- League: South Atlantic League
- Sport: Baseball
- Duration: April 17 – September 5
- Number of games: 140
- Number of teams: 8

Regular season
- League champions: Jacksonville Braves

Playoffs
- League champions: Jacksonville Braves
- Runners-up: Columbus Foxes

SAL seasons
- ← 19551957 →

= 1956 South Atlantic League season =

The 1956 South Atlantic League was a Class A baseball season played between April 17 and September 5. Eight teams played a 140-game schedule, with the top four teams qualifying for the playoffs.

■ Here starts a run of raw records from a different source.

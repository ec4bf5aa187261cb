//! Batch configuration: the plain data consumed from the surrounding
//! step-configuration collaborator.

use serde::{Deserialize, Serialize};
use serde_json::Value;
use std::collections::HashMap;

use crate::error::ConfigError;

/// One configured or row-supplied root to process: a file, a folder, or
/// an archive, with an optional per-unit wildcard.
#[derive(Debug, Clone, PartialEq, Eq, Serialize, Deserialize)]
pub struct SourceUnit {
    pub path: String,
    pub wildcard: Option<String>,
}

impl SourceUnit {
    pub fn new(path: impl Into<String>, wildcard: Option<String>) -> Self {
        Self {
            path: path.into(),
            wildcard,
        }
    }
}

/// What the batch does with each entry it discovers.
#[derive(Debug, Clone, Copy, PartialEq, Eq, Serialize, Deserialize)]
#[serde(rename_all = "snake_case")]
pub enum Operation {
    /// Source units are archives (or folders of archives); entries are
    /// archive members written into the target directory.
    Extract,
    /// Source units are files/folders; entries are moved into the target
    /// directory.
    Relocate,
}

/// What to do when an entry's destination already exists.
#[derive(Debug, Clone, Copy, PartialEq, Eq, Serialize, Deserialize)]
#[serde(rename_all = "snake_case")]
pub enum ConflictPolicy {
    Skip,
    Overwrite,
    UniqueName,
    Fail,
    OverwriteIfSizeDiffers,
    OverwriteIfSizeEqual,
    OverwriteIfSourceLarger,
    OverwriteIfSourceLargerOrEqual,
    OverwriteIfSourceSmaller,
    OverwriteIfSourceSmallerOrEqual,
}

impl ConflictPolicy {
    pub fn from_code(code: &str) -> Option<Self> {
        match code {
            "skip" => Some(Self::Skip),
            "overwrite" => Some(Self::Overwrite),
            "unique_name" => Some(Self::UniqueName),
            "fail" => Some(Self::Fail),
            "overwrite_if_size_differs" => Some(Self::OverwriteIfSizeDiffers),
            "overwrite_if_size_equal" => Some(Self::OverwriteIfSizeEqual),
            "overwrite_if_source_larger" => Some(Self::OverwriteIfSourceLarger),
            "overwrite_if_source_larger_or_equal" => Some(Self::OverwriteIfSourceLargerOrEqual),
            "overwrite_if_source_smaller" => Some(Self::OverwriteIfSourceSmaller),
            "overwrite_if_source_smaller_or_equal" => Some(Self::OverwriteIfSourceSmallerOrEqual),
            _ => None,
        }
    }
}

/// Batch-level policy converting accumulated counters into one
/// pass/fail outcome. The associated limit lives in
/// [`BatchConfig::success_limit`].
#[derive(Debug, Clone, Copy, PartialEq, Eq, Serialize, Deserialize)]
pub enum SuccessCondition {
    #[serde(rename = "success_if_no_errors")]
    NoErrors,
    #[serde(rename = "success_if_at_least")]
    AtLeastLimitSucceed,
    #[serde(rename = "success_if_errors_less")]
    ErrorsBelowLimit,
}

impl SuccessCondition {
    pub fn from_code(code: &str) -> Option<Self> {
        match code {
            "success_if_no_errors" => Some(Self::NoErrors),
            "success_if_at_least" => Some(Self::AtLeastLimitSucceed),
            "success_if_errors_less" => Some(Self::ErrorsBelowLimit),
            _ => None,
        }
    }
}

/// Optional cleanup applied to a unit's original path once its entries
/// are processed.
#[derive(Debug, Clone, Copy, PartialEq, Eq, Serialize, Deserialize)]
#[serde(rename_all = "snake_case")]
pub enum PostActionKind {
    Nothing,
    Delete,
    Move,
}

impl PostActionKind {
    pub fn from_code(code: &str) -> Option<Self> {
        match code {
            "nothing" => Some(Self::Nothing),
            "delete" => Some(Self::Delete),
            "move" => Some(Self::Move),
            _ => None,
        }
    }
}

/// Restricted collision policy for the post-action move path.
#[derive(Debug, Clone, Copy, PartialEq, Eq, Serialize, Deserialize)]
#[serde(rename_all = "snake_case")]
pub enum MoveConflictPolicy {
    Fail,
    Overwrite,
    UniqueName,
}

impl MoveConflictPolicy {
    pub fn from_code(code: &str) -> Option<Self> {
        match code {
            "fail" => Some(Self::Fail),
            "overwrite" => Some(Self::Overwrite),
            "unique_name" => Some(Self::UniqueName),
            _ => None,
        }
    }
}

/// Timestamp-suffix options for destination file names.
///
/// `specify_format` takes precedence over `add_date`/`add_time` when a
/// non-empty `date_time_format` is present.
#[derive(Debug, Clone, PartialEq, Eq, Serialize, Deserialize)]
#[serde(default)]
pub struct NamingOptions {
    pub add_date: bool,
    pub add_time: bool,
    pub specify_format: bool,
    /// chrono strftime pattern used when `specify_format` is set.
    pub date_time_format: Option<String>,
    /// Insert the suffix between stem and extension (default) instead of
    /// after the full original name.
    pub date_before_extension: bool,
    /// Use the source entry's modification time instead of the wall
    /// clock as the timestamp basis.
    pub use_source_timestamp: bool,
}

impl Default for NamingOptions {
    fn default() -> Self {
        Self {
            add_date: false,
            add_time: false,
            specify_format: false,
            date_time_format: None,
            date_before_extension: true,
            use_source_timestamp: false,
        }
    }
}

/// Raw option map handed over by the step-configuration collaborator.
#[derive(Debug, Clone, Default, Serialize, Deserialize)]
pub struct StepArgs {
    pub args: HashMap<String, Value>,
}

impl StepArgs {
    fn opt_str(&self, key: &str) -> Result<Option<String>, ConfigError> {
        match self.args.get(key) {
            None | Some(Value::Null) => Ok(None),
            Some(value) => value
                .as_str()
                .map(|s| Some(s.to_string()))
                .ok_or_else(|| ConfigError::InvalidArgValue {
                    arg: key.to_string(),
                    value: value.to_string(),
                    reason: format!("{key} must be a string"),
                }),
        }
    }

    fn opt_bool(&self, key: &str) -> Result<Option<bool>, ConfigError> {
        match self.args.get(key) {
            None | Some(Value::Null) => Ok(None),
            Some(value) => value
                .as_bool()
                .map(Some)
                .ok_or_else(|| ConfigError::InvalidArgValue {
                    arg: key.to_string(),
                    value: value.to_string(),
                    reason: format!("{key} must be a boolean"),
                }),
        }
    }

    fn opt_u32(&self, key: &str) -> Result<Option<u32>, ConfigError> {
        match self.args.get(key) {
            None | Some(Value::Null) => Ok(None),
            Some(value) => value
                .as_u64()
                .map(|n| Some(n as u32))
                .ok_or_else(|| ConfigError::InvalidArgValue {
                    arg: key.to_string(),
                    value: value.to_string(),
                    reason: format!("{key} must be a non-negative integer"),
                }),
        }
    }

    fn req_str(&self, key: &str) -> Result<String, ConfigError> {
        self.opt_str(key)?
            .ok_or_else(|| ConfigError::MissingRequiredArg {
                arg: key.to_string(),
            })
    }
}

/// Full configuration of one batch run. Immutable once constructed.
#[derive(Debug, Clone, Serialize, Deserialize)]
#[serde(default)]
pub struct BatchConfig {
    pub operation: Operation,
    /// Root path of the configured source unit. Ignored when
    /// `from_previous_rows` is set.
    pub source_path: Option<String>,
    /// Include wildcard matched against the full archive member path.
    pub wildcard: Option<String>,
    /// Exclude wildcard matched against the full archive member path.
    pub wildcard_exclude: Option<String>,
    /// Wildcard matched against the base name of files found inside a
    /// folder unit.
    pub wildcard_source: Option<String>,
    pub target_directory: String,
    pub create_target_directory: bool,
    pub move_to_directory: Option<String>,
    pub create_move_to_directory: bool,
    pub if_file_exists: ConflictPolicy,
    pub success_condition: SuccessCondition,
    /// Resolved limit for `success_if_at_least` / `success_if_errors_less`.
    pub success_limit: u32,
    pub naming: NamingOptions,
    pub post_action: PostActionKind,
    pub if_moved_file_exists: MoveConflictPolicy,
    pub from_previous_rows: bool,
    pub include_subfolders: bool,
    /// Keep only the base name when re-rooting entries under the target
    /// directory.
    pub flatten_folder_structure: bool,
    pub add_files_to_result_list: bool,
    /// Extract into a sub-folder named after the archive's stem.
    pub create_root_folder: bool,
    /// Restore each extracted file's modification time from the member.
    pub set_original_mtime: bool,
    /// Run the whole decision pipeline without touching the file system.
    pub simulate: bool,
    /// Propagate folder entries when no wildcard is configured.
    pub move_empty_folders: bool,
}

impl Default for BatchConfig {
    fn default() -> Self {
        Self {
            operation: Operation::Extract,
            source_path: None,
            wildcard: None,
            wildcard_exclude: None,
            wildcard_source: None,
            target_directory: String::new(),
            create_target_directory: false,
            move_to_directory: None,
            create_move_to_directory: false,
            if_file_exists: ConflictPolicy::Skip,
            success_condition: SuccessCondition::NoErrors,
            success_limit: 0,
            naming: NamingOptions::default(),
            post_action: PostActionKind::Nothing,
            if_moved_file_exists: MoveConflictPolicy::Fail,
            from_previous_rows: false,
            include_subfolders: false,
            flatten_folder_structure: false,
            add_files_to_result_list: false,
            create_root_folder: false,
            set_original_mtime: false,
            simulate: false,
            move_empty_folders: true,
        }
    }
}

impl BatchConfig {
    /// Build a configuration from the raw option map, validating types
    /// and enum codes. Path-level checks (target directory existence and
    /// the like) happen at batch start, not here.
    pub fn from_step_args(args: &StepArgs) -> Result<Self, ConfigError> {
        let mut config = Self::default();

        let operation = args.req_str("operation")?;
        config.operation = match operation.as_str() {
            "extract" => Operation::Extract,
            "relocate" => Operation::Relocate,
            other => {
                return Err(ConfigError::InvalidArgValue {
                    arg: "operation".to_string(),
                    value: other.to_string(),
                    reason: "expected one of: extract, relocate".to_string(),
                })
            }
        };

        config.source_path = args.opt_str("source_path")?;
        config.wildcard = args.opt_str("wildcard")?;
        config.wildcard_exclude = args.opt_str("wildcard_exclude")?;
        config.wildcard_source = args.opt_str("wildcard_source")?;
        config.target_directory = args.req_str("target_directory")?;
        config.move_to_directory = args.opt_str("move_to_directory")?;

        if let Some(code) = args.opt_str("if_file_exists")? {
            config.if_file_exists =
                ConflictPolicy::from_code(&code).ok_or_else(|| ConfigError::InvalidArgValue {
                    arg: "if_file_exists".to_string(),
                    value: code.clone(),
                    reason: "unknown conflict policy code".to_string(),
                })?;
        }

        if let Some(code) = args.opt_str("success_condition")? {
            config.success_condition =
                SuccessCondition::from_code(&code).ok_or_else(|| ConfigError::InvalidArgValue {
                    arg: "success_condition".to_string(),
                    value: code.clone(),
                    reason: "unknown success condition code".to_string(),
                })?;
        }

        if let Some(code) = args.opt_str("post_action")? {
            config.post_action =
                PostActionKind::from_code(&code).ok_or_else(|| ConfigError::InvalidArgValue {
                    arg: "post_action".to_string(),
                    value: code.clone(),
                    reason: "expected one of: nothing, delete, move".to_string(),
                })?;
        }

        if let Some(code) = args.opt_str("if_moved_file_exists")? {
            config.if_moved_file_exists = MoveConflictPolicy::from_code(&code).ok_or_else(|| {
                ConfigError::InvalidArgValue {
                    arg: "if_moved_file_exists".to_string(),
                    value: code.clone(),
                    reason: "expected one of: fail, overwrite, unique_name".to_string(),
                }
            })?;
        }

        if let Some(limit) = args.opt_u32("success_limit")? {
            config.success_limit = limit;
        }

        config.naming = NamingOptions {
            add_date: args.opt_bool("add_date")?.unwrap_or(false),
            add_time: args.opt_bool("add_time")?.unwrap_or(false),
            specify_format: args.opt_bool("specify_format")?.unwrap_or(false),
            date_time_format: args.opt_str("date_time_format")?,
            date_before_extension: args.opt_bool("date_before_extension")?.unwrap_or(true),
            use_source_timestamp: args.opt_bool("use_source_timestamp")?.unwrap_or(false),
        };

        if let Some(flag) = args.opt_bool("create_target_directory")? {
            config.create_target_directory = flag;
        }
        if let Some(flag) = args.opt_bool("create_move_to_directory")? {
            config.create_move_to_directory = flag;
        }
        if let Some(flag) = args.opt_bool("from_previous_rows")? {
            config.from_previous_rows = flag;
        }
        if let Some(flag) = args.opt_bool("include_subfolders")? {
            config.include_subfolders = flag;
        }
        if let Some(flag) = args.opt_bool("flatten_folder_structure")? {
            config.flatten_folder_structure = flag;
        }
        if let Some(flag) = args.opt_bool("add_files_to_result_list")? {
            config.add_files_to_result_list = flag;
        }
        if let Some(flag) = args.opt_bool("create_root_folder")? {
            config.create_root_folder = flag;
        }
        if let Some(flag) = args.opt_bool("set_original_mtime")? {
            config.set_original_mtime = flag;
        }
        if let Some(flag) = args.opt_bool("simulate")? {
            config.simulate = flag;
        }
        if let Some(flag) = args.opt_bool("move_empty_folders")? {
            config.move_empty_folders = flag;
        }

        Ok(config)
    }
}
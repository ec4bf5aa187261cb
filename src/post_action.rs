//! Per-unit post-actions: delete the processed source, or move it into
//! a holding folder.

use chrono::Local;
use std::path::{Path, PathBuf};
use tracing::debug;

use crate::config::{BatchConfig, MoveConflictPolicy, PostActionKind};
use crate::error::{ConfigError, VfsError};
use crate::naming;
use crate::vfs::Vfs;

/// Post-action with its move-to folder already resolved. Resolution
/// happens once at batch start; a bad move-to configuration aborts the
/// batch before any entry is processed.
#[derive(Debug)]
pub struct PostAction {
    kind: PostActionKind,
    move_to: Option<PathBuf>,
    on_collision: MoveConflictPolicy,
    simulate: bool,
}

impl PostAction {
    pub fn resolve(vfs: &dyn Vfs, config: &BatchConfig) -> Result<Self, ConfigError> {
        let move_to = match config.post_action {
            PostActionKind::Move => {
                let raw = config
                    .move_to_directory
                    .as_deref()
                    .filter(|path| !path.is_empty())
                    .ok_or(ConfigError::MoveToDirectoryUnset)?;
                let path = PathBuf::from(raw);
                match vfs.metadata(&path).map_err(|source| {
                    ConfigError::DirectoryCreation {
                        path: raw.to_string(),
                        source: Box::new(source),
                    }
                })? {
                    Some(meta) if meta.is_folder => {}
                    Some(_) => {
                        return Err(ConfigError::MoveToNotAFolder {
                            path: raw.to_string(),
                        })
                    }
                    None if config.create_move_to_directory => {
                        if !config.simulate {
                            vfs.create_dir_all(&path).map_err(|source| {
                                ConfigError::DirectoryCreation {
                                    path: raw.to_string(),
                                    source: Box::new(source),
                                }
                            })?;
                        }
                        debug!("created move-to directory {}", path.display());
                    }
                    None => {
                        return Err(ConfigError::MoveToDirectoryMissing {
                            path: raw.to_string(),
                        })
                    }
                }
                Some(path)
            }
            _ => None,
        };

        Ok(Self {
            kind: config.post_action,
            move_to,
            on_collision: config.if_moved_file_exists,
            simulate: config.simulate,
        })
    }

    pub fn is_configured(&self) -> bool {
        self.kind != PostActionKind::Nothing
    }

    /// Apply the action to one processed source path. Errors are scoped
    /// to the unit; the runner folds them into the error count.
    pub fn apply(&self, vfs: &dyn Vfs, source: &Path) -> Result<(), VfsError> {
        match self.kind {
            PostActionKind::Nothing => Ok(()),
            PostActionKind::Delete => {
                debug!("deleting processed source {}", source.display());
                if self.simulate {
                    return Ok(());
                }
                vfs.delete(source)
            }
            PostActionKind::Move => self.move_source(vfs, source),
        }
    }

    fn move_source(&self, vfs: &dyn Vfs, source: &Path) -> Result<(), VfsError> {
        // resolve() guarantees the folder when kind is Move.
        let Some(move_to) = self.move_to.as_deref() else {
            return Ok(());
        };
        let base_name = source
            .file_name()
            .ok_or_else(|| VfsError::not_found(source))?;
        let mut destination = move_to.join(base_name);

        if vfs.metadata(&destination)?.is_some() {
            match self.on_collision {
                MoveConflictPolicy::Fail => {
                    return Err(VfsError::AlreadyExists {
                        path: destination.display().to_string(),
                    });
                }
                MoveConflictPolicy::Overwrite => {}
                MoveConflictPolicy::UniqueName => {
                    let minted =
                        naming::unique_name(&base_name.to_string_lossy(), Local::now());
                    destination = move_to.join(minted);
                }
            }
        }

        debug!(
            "moving processed source {} to {}",
            source.display(),
            destination.display()
        );
        if self.simulate {
            return Ok(());
        }
        vfs.move_entry(source, &destination)
    }
}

The Jacksonville Braves won the South Atlantic League championship, defeating the Columbus Foxes in the final round of the playoffs.

==Team changes==
- The Columbia Reds ended their affiliation with the Cincinnati Redlegs and began a new affiliation with the Kansas City Athletics. The club was renamed to the Columbia Gems.
- The Columbus Cardinals ended their affiliation with the St. Louis Cardinals and began a new affiliation with the Baltimore Orioles. The club was renamed to the Columbus Foxes.
- The Macon Peaches ended their affiliation with the Chicago Cubs and began a new affiliation with the Brooklyn Dodgers. The club was renamed to the Macon Dodgers.
- The Montgomery Rebels ended their affiliation with the Boston Red Sox and began a new affiliation with the Cleveland Indians.
- The Savannah Athletics ended their affiliation with the Kansas City Athletics and began a new affiliation with the Cincinnati Redlegs. The club was renamed to the Savannah Redlegs.

==Teams==

1956 South Atlantic League
| Team | City | MLB Affiliate | Stadium |
| Augusta Tigers | Augusta, Georgia | Detroit Tigers | Jennings Stadium |
| Charlotte Hornets | Charlotte, North Carolina | Washington Senators | Clark Griffith Park |
| Columbia Gems | Columbia, South Carolina | Kansas City Athletics | Capital City Stadium |
| Columbus Foxes | Columbus, Georgia | Baltimore Orioles | Golden Park |
| Jacksonville Braves | Jacksonville, Florida | Milwaukee Braves | Jacksonville Baseball Park |
| Macon Dodgers | Macon, Georgia | Brooklyn Dodgers | Luther Williams Field |
| Montgomery Rebels Knoxville Smokies | Montgomery, Alabama Knoxville, Tennessee | Cleveland Indians | Municipal Field Knoxville Municipal Stadium |
| Savannah Redlegs | Savannah, Georgia | Cincinnati Redlegs | Grayson Stadium |

==Regular season==
===Summary===
- The Jacksonville Braves finish the season with the best record for the first time since 1954.
- On June 18, the Montgomery Rebels relocated to Knoxville, Tennessee and were renamed to the Knoxville Smokies.

===Standings===

South Atlantic League
| Team | Win | Loss | % | GB |
| Jacksonville Braves | 87 | 53 | .621 | – |
| Columbus Foxes | 79 | 61 | .564 | 8 |
| Charlotte Hornets | 79 | 61 | .564 | 8 |
| Augusta Tigers | 74 | 66 | .529 | 13 |
| Columbia Gems | 64 | 76 | .457 | 23 |
| Macon Dodgers | 64 | 76 | .457 | 23 |
| Savannah Redlegs | 60 | 80 | .429 | 27 |
| Montgomery Rebels / Knoxville Smokies | 53 | 87 | .379 | 34 |

==League Leaders==
===Batting leaders===

| Stat | Player | Total |
|---|---|---|
| AVG | Lenny Green, Columbus Foxes | .318 |
| H | Joseph Pahr, Columbia Gems | 159 |
| R | Lenny Green, Columbus Foxes | 92 |
| 2B | Hank Moreno, Columbus Foxes Joseph Pahr, Columbia Gems | 28 |
| 3B | Danny Morejón, Savannah Redlegs | 14 |
| HR | Ed Barbarito, Jacksonville Braves | 27 |
| RBI | Ed Barbarito, Jacksonville Braves | 99 |
| SB | Danny Morejón, Savannah Redlegs | 18 |

===Pitching leaders===

| Stat | Player | Total |
|---|---|---|
| W | Juan Pizarro, Jacksonville Braves | 23 |
| ERA | John Tsitouris, Augusta Tigers | 1.51 |
| CG | Juan Pizarro, Jacksonville Braves | 27 |
| SHO | George Barker, Macon Dodgers Evelio Hernández, Charlotte Hornets Juan Pizarro, Jacksonville Braves | 6 |
| IP | Juan Pizarro, Jacksonville Braves | 274.0 |
| SO | Juan Pizarro, Jacksonville Braves | 318 |

==Playoffs==
- The Jacksonville Braves won their first South Atlantic League championship, defeating the Columbus Foxes in two games.